Den Geschichten, die er den Menschen so zu schildern versucht, wie sie ganz einfach sind. Dazu gehörte das Rezept, wie man mit Hilfe einer Schwarzwälder Kirschtorte abnehmen kann ("das einzige, was dabei abnimmt, ist die Torte") ebenso wie die Erfahrungen am Fahrkartenschalter der Bundesbahn und dem Versuch, aus neun Erwachsenen und sieben Kindern eine Gruppenfahrt mit Spartarifen zu erreichen, die den Bahnvorschriften entspricht.

Uli Keuler zuzuhören, ist herzerfrischend, ganz besonders dann, wenn er ins Erzählen kommt: Beispielsweise von den Gefahren einer Pflanzensafari im Bocktal zum Beispiel, wo die "Eurasische Kampfkamille", der "Säbelzahnklee", der "Löwenzahn" und die "Pechwurz" still dastehen, als könnten sie kein "Wässerle trüben". "Riecht man aber dran, blasen die ihre Pollen die Nase hinauf, dass einem schwindlig wird", erklärt Keuler unter dem Applaus der Zuhörer.

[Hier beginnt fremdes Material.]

use axum::extract::State;
use axum::http::StatusCode;
use axum::Json;

use models::testimonial;
use service::testimonial_service::{self, TestimonialInput, TestimonialUpdate};

use crate::errors::{ApiJson, ApiPath, JsonApiError};
use crate::routes::auth::ServerState;

#[utoipa::path(get, path = "/api/testimonials", tag = "testimonials", responses((status = 200, description = "Approved testimonials, newest first")))]
pub async fn public_list(State(state): State<ServerState>) -> Result<Json<Vec<testimonial::Model>>, JsonApiError> {
    Ok(Json(testimonial_service::list(&state.db, true).await?))
}

#[utoipa::path(post, path = "/api/testimonials", tag = "testimonials", request_body = crate::openapi::TestimonialRequest, responses((status = 201, description = "Submitted for approval"), (status = 400, description = "Bad Request")))]
pub async fn submit(
    State(state): State<ServerState>,
    ApiJson(input): ApiJson<TestimonialInput>,
) -> Result<(StatusCode, Json<testimonial::Model>), JsonApiError> {
    let t = testimonial_service::submit(&state.db, input).await?;
    Ok((StatusCode::CREATED, Json(t)))
}

#[utoipa::path(get, path = "/api/admin/testimonials", tag = "admin", responses((status = 200, description = "All testimonials")))]
pub async fn list(State(state): State<ServerState>) -> Result<Json<Vec<testimonial::Model>>, JsonApiError> {
    Ok(Json(testimonial_service::list(&state.db, false).await?))
}

#[utoipa::path(put, path = "/api/admin/testimonials/{id}", tag = "admin", params(("id" = i32, Path, description = "Testimonial id")), request_body = crate::openapi::TestimonialUpdateRequest, responses((status = 200, description = "Updated"), (status = 400, description = "Bad Request"), (status = 404, description = "Not Found")))]
pub async fn update(
    State(state): State<ServerState>,
    ApiPath(id): ApiPath<i32>,
    ApiJson(input): ApiJson<TestimonialUpdate>,
) -> Result<Json<testimonial::Model>, JsonApiError> {
    let t = testimonial_service::update(&state.db, id, input).await?;
    Ok(Json(t))
}

#[utoipa::path(delete, path = "/api/admin/testimonials/{id}", tag = "admin", params(("id" = i32, Path, description = "Testimonial id")), responses((status = 204, description = "Deleted"), (status = 404, description = "Not Found")))]
pub async fn delete(State(state): State<ServerState>, ApiPath(id): ApiPath<i32>) -> Result<StatusCode, JsonApiError> {
    if !testimonial_service::delete(&state.db, id).await? {
        return Err(JsonApiError::not_found("testimonial"));
    }
    Ok(StatusCode::NO_CONTENT)
}
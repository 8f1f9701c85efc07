//! Create `course` and `service_offering` tables: what the marketing site
//! lists and what bookings point at.
use sea_orm_migration::{prelude::*, schema::*};

#[derive(DeriveMigrationName)]
pub struct Migration;

#[async_trait::async_trait]
impl MigrationTrait for Migration {
    async fn up(&self, manager: &SchemaManager) -> Result<(), DbErr> {
        manager
            .create_table(
                Table::create()
                    .table(Course::Table)
                    .if_not_exists()
                    .col(pk_auto(Course::Id))
                    .col(string_len(Course::Title, 200).not_null())
                    .col(string_len(Course::Slug, 220).unique_key().not_null())
                    .col(text(Course::Description).not_null())
                    .col(integer(Course::DurationWeeks).not_null())
                    .col(big_integer(Course::MonthlyFee).not_null())
                    .col(boolean(Course::IsActive).not_null().default(true))
                    .col(timestamp_with_time_zone(Course::CreatedAt).not_null())
                    .col(timestamp_with_time_zone(Course::UpdatedAt).not_null())
                    .to_owned(),
            )
            .await?;

        manager
            .create_table(
                Table::create()
                    .table(ServiceOffering::Table)
                    .if_not_exists()
                    .col(pk_auto(ServiceOffering::Id))
                    .col(string_len(ServiceOffering::Title, 200).not_null())
                    .col(text(ServiceOffering::Description).not_null())
                    .col(string_len_null(ServiceOffering::Icon, 64))
                    .col(boolean(ServiceOffering::IsActive).not_null().default(true))
                    .col(integer(ServiceOffering::SortOrder).not_null().default(0))
                    .col(timestamp_with_time_zone(ServiceOffering::CreatedAt).not_null())
                    .col(timestamp_with_time_zone(ServiceOffering::UpdatedAt).not_null())
                    .to_owned(),
            )
            .await
    }

    async fn down(&self, manager: &SchemaManager) -> Result<(), DbErr> {
        manager.drop_table(Table::drop().table(ServiceOffering::Table).to_owned()).await?;
        manager.drop_table(Table::drop().table(Course::Table).to_owned()).await
    }
}

#[derive(DeriveIden)]
enum Course { Table, Id, Title, Slug, Description, DurationWeeks, MonthlyFee, IsActive, CreatedAt, UpdatedAt }

#[derive(DeriveIden)]
enum ServiceOffering { Table, Id, Title, Description, Icon, IsActive, SortOrder, CreatedAt, UpdatedAt }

So richtig ausschütten vor Lachen konnten sich die Besucher im Bürgersaal, als der Kabarettist auf das Thema Wellness zu sprechen kam. "Der Mensch braucht Wellness, aber auch das Auto", weiß Keuler vom Auto-Wellness und einer Werkstatt zu berichten, die den Reifendruck mit Duftkräuter-Luft füllt und eine Motorraumpflege nach Hildegard von Bingen anbietet. Als "Herr Eisele vom Autohaus Berenstecher" ist er in seinem Element: Den Ölverlust eines Vehikels deutet er mit der Vereinsamung des Fahrzeugs und fragt den Kunden besorgt: "Steht das Auto oft alleine in der Garage oder haben sie nach einer Auseinandersetzung mit dem Navigationsgerät, statt Benzin, Diesel getankt?" Einer Smart-Besitzerin, deren Fahrzeug gerade mal sechs Wochen auf dem Buckel hat, empfiehlt er als Wellness-Behandlung ein "Bärli-Bad" in der Waschstraße oder eine "Schnullerkette am Tankdeckel".

Uli Keuler auf der Bühne zu erleben, bedeutet Köstlichkeit pur. Auch nach zwei Zugaben hatten die Besucher noch nicht genug. Ganz bewusst, denn alle im Saal warteten auf "den Witz schlechthin", ohne den loszuwerden, sich ein Uli Keuler nie verabschiedet: "Goht an Ma in da Wald. Plötzlich springt dem oiner mit dr Pischtol entgega und ruaft: Geld oder Läba. Jetzt hot der aber koi Geld drbei ghet. No gib mir halt dei Armbanduhr. Der hot aber au koi Armbanduhr drbei gheht. No trag mi halt a Stuck." Ende, Applaus.